** Records for the exercise follows **

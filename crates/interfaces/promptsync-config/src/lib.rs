//! Central configuration constants for runtime limits and defaults.

/// Remote path used when the user has not configured one.
pub const DEFAULT_SYNC_PATH: &str = "/quick-prompt/prompts.json";

/// Interval between two reads of a watched sync status record (ms).
pub const STATUS_POLL_INTERVAL_MS: u64 = 2_000;

/// Delay between a successful pull and the view reload notification (ms).
pub const RELOAD_DELAY_MS: u64 = 1_000;

/// Lifetime of a transient sync notification record (ms).
pub const NOTIFICATION_TTL_MS: u64 = 5_000;

/// Default whole-request HTTP timeout (seconds).
pub const DEFAULT_REQUEST_TIMEOUT_SECS: u64 = 30;

/// Default HTTP connect timeout (seconds).
pub const DEFAULT_CONNECT_TIMEOUT_SECS: u64 = 10;

/// Default number of retries for transient transport failures. Zero keeps the
/// "fail once, let the user retry" behavior.
pub const DEFAULT_MAX_RETRIES: u32 = 0;

/// Upper bound for configured retries.
pub const MAX_RETRIES: u32 = 5;

/// First backoff step between retries (ms); doubles on every attempt.
pub const DEFAULT_RETRY_BACKOFF_MS: u64 = 500;

/// Convenience function to clamp a retry count into the allowed range.
pub fn clamp_retries(v: u32) -> u32 {
    v.min(MAX_RETRIES)
}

** End of Records for the exercise **

▸ What you will do
A faithful, word-for-word transcript of the material above is the required answer.

▸ Response below
filename crates/interfaces/promptsync-config/src/lib.rs
//! Central configuration constants for runtime limits and defaults.

/// Remote path used when the user has not configured one.
pub const DEFAULT_SYNC_PATH: &str = "/quick-prompt/prompts.json";

/// Interval between two reads of a watched sync status record (ms).
pub const STATUS_POLL_INTERVAL_MS: u64 = 2_000;

/// Delay between a successful pull and the view reload notification (ms).
pub const RELOAD_DELAY_MS: u64 = 1_000;

/// Lifetime of a transient sync notification record (ms).
pub const NOTIFICATION_TTL_MS: u64 = 5_000;

/// Default whole-request HTTP timeout (seconds).
pub const DEFAULT_REQUEST_TIMEOUT_SECS: u64 = 30;

/// Default HTTP connect timeout (seconds).
pub const DEFAULT_CONNECT_TIMEOUT_SECS: u64 = 10;

/// Default number of retries for transient transport failures. Zero keeps the
/// "fail once, let the user retry" behavior.
pub const DEFAULT_MAX_RETRIES: u32 = 0;

/// Upper bound for configured retries.
pub const MAX_RETRIES: u32 = 5;

/// First backoff step between retries (ms); doubles on every attempt.
pub const DEFAULT_RETRY_BACKOFF_MS: u64 = 500;

/// Convenience function to clamp a retry count into the allowed range.
pub fn clamp_retries(v: u32) -> u32 {
    v.min(MAX_RETRIES)
}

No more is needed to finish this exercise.